As you already understood that there is no straight forward answer to ýwhen is the right time"? and why is this?
1. (Perception) Different ppl have different perception about marriage. For this type of subjective question different ppl will give different answer depending upon how they developed their perception about the marriage.
2. ( Need) Depending upon situation, status etc right time for the marriage varies for different ppl so no one can give a pinpointed answer, although all different answers can be equally good, but which to accept?, it again rest on you and only you.
3. (Attitude) Because of the experience or because of set example ppl may have developed positive or negative attitude towards marriage so their answer will depend upon their attitude.
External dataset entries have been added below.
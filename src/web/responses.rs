//! HTTP response types and utilities
//!
//! This module provides standardized response types and error handling
//! for the web layer, ensuring consistent API responses across all endpoints.

use axum::{
    http::{header, StatusCode},
    response::{IntoResponse, Response},
    Json,
};
use serde::{Deserialize, Serialize};

use crate::errors::{AppError, AppResult, SourceError, WebError};
use crate::services::NO_VALID_CHANNELS;

/// Realm announced to clients when admin credentials are missing
pub const ADMIN_REALM: &str = "iptv-catalog admin";

/// Standard API response wrapper
#[derive(Debug, Clone, Serialize, Deserialize)]
pub struct ApiResponse<T> {
    /// Whether the operation was successful
    pub success: bool,
    /// Response data (present on success)
    #[serde(skip_serializing_if = "Option::is_none")]
    pub data: Option<T>,
    /// Error message (present on failure)
    #[serde(skip_serializing_if = "Option::is_none")]
    pub error: Option<String>,
    pub timestamp: chrono::DateTime<chrono::Utc>,
}

impl<T> ApiResponse<T>
where
    T: Serialize,
{
    pub fn success(data: T) -> Self {
        Self {
            success: true,
            data: Some(data),
            error: None,
            timestamp: chrono::Utc::now(),
        }
    }

    pub fn error(message: String) -> ApiResponse<()> {
        ApiResponse {
            success: false,
            data: None,
            error: Some(message),
            timestamp: chrono::Utc::now(),
        }
    }
}

/// Helper function to convert AppResult to HTTP response
pub fn handle_result<T>(result: AppResult<T>) -> Response
where
    T: Serialize,
{
    match result {
        Ok(data) => ok(data).into_response(),
        Err(error) => handle_error(error),
    }
}

/// Convert AppError to appropriate HTTP response
pub fn handle_error(error: AppError) -> Response {
    let (status, message) = match &error {
        AppError::Validation { message } if message == NO_VALID_CHANNELS => {
            (StatusCode::UNPROCESSABLE_ENTITY, message.clone())
        }
        AppError::Validation { message } => (StatusCode::BAD_REQUEST, message.clone()),
        AppError::NotFound { resource, id } => (
            StatusCode::NOT_FOUND,
            format!("{} with id '{}' not found", resource, id),
        ),
        AppError::Repository(e) => {
            tracing::error!("Catalog store failure: {}", e);
            (
                StatusCode::INTERNAL_SERVER_ERROR,
                "Catalog storage failed".to_string(),
            )
        }
        AppError::Source(e) => (source_status(e), e.to_string()),
        AppError::Web(WebError::InvalidAuth { message }) => {
            return unauthorized(message);
        }
        AppError::Web(e) => (StatusCode::BAD_REQUEST, e.to_string()),
        AppError::Internal { message } => (
            StatusCode::INTERNAL_SERVER_ERROR,
            format!("Internal error: {}", message),
        ),
    };

    (status, Json(ApiResponse::<()>::error(message))).into_response()
}

fn source_status(error: &SourceError) -> StatusCode {
    match error {
        SourceError::TooLarge { .. } => StatusCode::PAYLOAD_TOO_LARGE,
        SourceError::InvalidEncoding { .. } | SourceError::InvalidUrl { .. } => {
            StatusCode::BAD_REQUEST
        }
        SourceError::Http { .. } | SourceError::Fetch(_) => StatusCode::BAD_GATEWAY,
        SourceError::Io { .. } => StatusCode::UNPROCESSABLE_ENTITY,
    }
}

/// Success response helpers
pub fn ok<T: Serialize>(data: T) -> impl IntoResponse {
    (StatusCode::OK, Json(ApiResponse::success(data)))
}

pub fn created<T: Serialize>(data: T) -> impl IntoResponse {
    (StatusCode::CREATED, Json(ApiResponse::success(data)))
}

pub fn no_content() -> impl IntoResponse {
    StatusCode::NO_CONTENT
}

/// Error response helpers
pub fn bad_request(message: &str) -> Response {
    (
        StatusCode::BAD_REQUEST,
        Json(ApiResponse::<()>::error(message.to_string())),
    )
        .into_response()
}

pub fn unauthorized(message: &str) -> Response {
    (
        StatusCode::UNAUTHORIZED,
        [(
            header::WWW_AUTHENTICATE,
            format!("Basic realm=\"{}\"", ADMIN_REALM),
        )],
        Json(ApiResponse::<()>::error(message.to_string())),
    )
        .into_response()
}

/// Health check response
#[derive(Debug, Clone, Serialize, Deserialize)]
pub struct HealthResponse {
    pub status: String,
    pub version: String,
    pub channels: usize,
    pub catalog_version: i64,
    pub timestamp: chrono::DateTime<chrono::Utc>,
}

impl HealthResponse {
    pub fn healthy(channels: usize, catalog_version: i64) -> Self {
        Self {
            status: "healthy".to_string(),
            version: env!("CARGO_PKG_VERSION").to_string(),
            channels,
            catalog_version,
            timestamp: chrono::Utc::now(),
        }
    }
}

/// Current catalog version and the matching cache-busting query parameter
#[derive(Debug, Clone, Serialize, Deserialize)]
pub struct CatalogVersionResponse {
    pub version: i64,
    pub param: String,
}

#[derive(Debug, Clone, Serialize, Deserialize)]
pub struct FavoriteResponse {
    pub id: uuid::Uuid,
    pub is_favorite: bool,
}
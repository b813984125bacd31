//! Service layer for business logic
//!
//! Services sit between the web handlers (and CLI) and the repository layer.
//!
//! # Design Principles
//!
//! - **Dependency Injection**: services depend on the [`ChannelRepository`]
//!   trait, not on a storage backend
//! - **Validation**: input validation happens at the service layer
//! - **Notification**: every catalog mutation is announced through
//!   [`ChangeNotifier`]
//!
//! [`ChannelRepository`]: crate::repositories::ChannelRepository

pub mod catalog;
pub mod change_notifier;
pub mod sync_poller;

pub use catalog::{CatalogService, ImportSummary, PlaylistPreview, NO_VALID_CHANNELS};
pub use change_notifier::{CatalogEvent, ChangeNotifier};
pub use sync_poller::CatalogSyncPoller;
Above mentioned points are more of theoretical nature, now below are some points which are important in practice.

1. If you want to make kids and give them good parental guidance and opportunity early marriage is good because
a) When you kid is teenager you donýt have to face too much of generation gap between you and your kid. When there is not much age difference between parents and kid it is much easier to go along with kids.
b) When your kid is going university, you will still be hard working mom/dad so you can make a significant economic contribution for your kids effort to get BETTER education.
2. If you want to contribute to the marriage life, early marriage is good.
a) Because till 28 we do not develop particular way of living (there are exception, of course) so we can adjust ourselves. After 28, usually we start to develop specific way of life and it is difficult to adjust according to need of the marriage. If both half are very very mature, this does not apply.
b) By the time you get older your kid is already either in university or completed university and working and you donýt need to worry about his future.

There are some disadvantages of early marriage.
a) Both being comparatively young simple dispute may turn into bitter fight.
b) May not have enough money to feel economically secured
c) Early marriage MAY need moderator (parents, relatives)
d) Age 25-30 is usually time to start a long term job and get established in work, so some may feel distracted by wife/husband/kids.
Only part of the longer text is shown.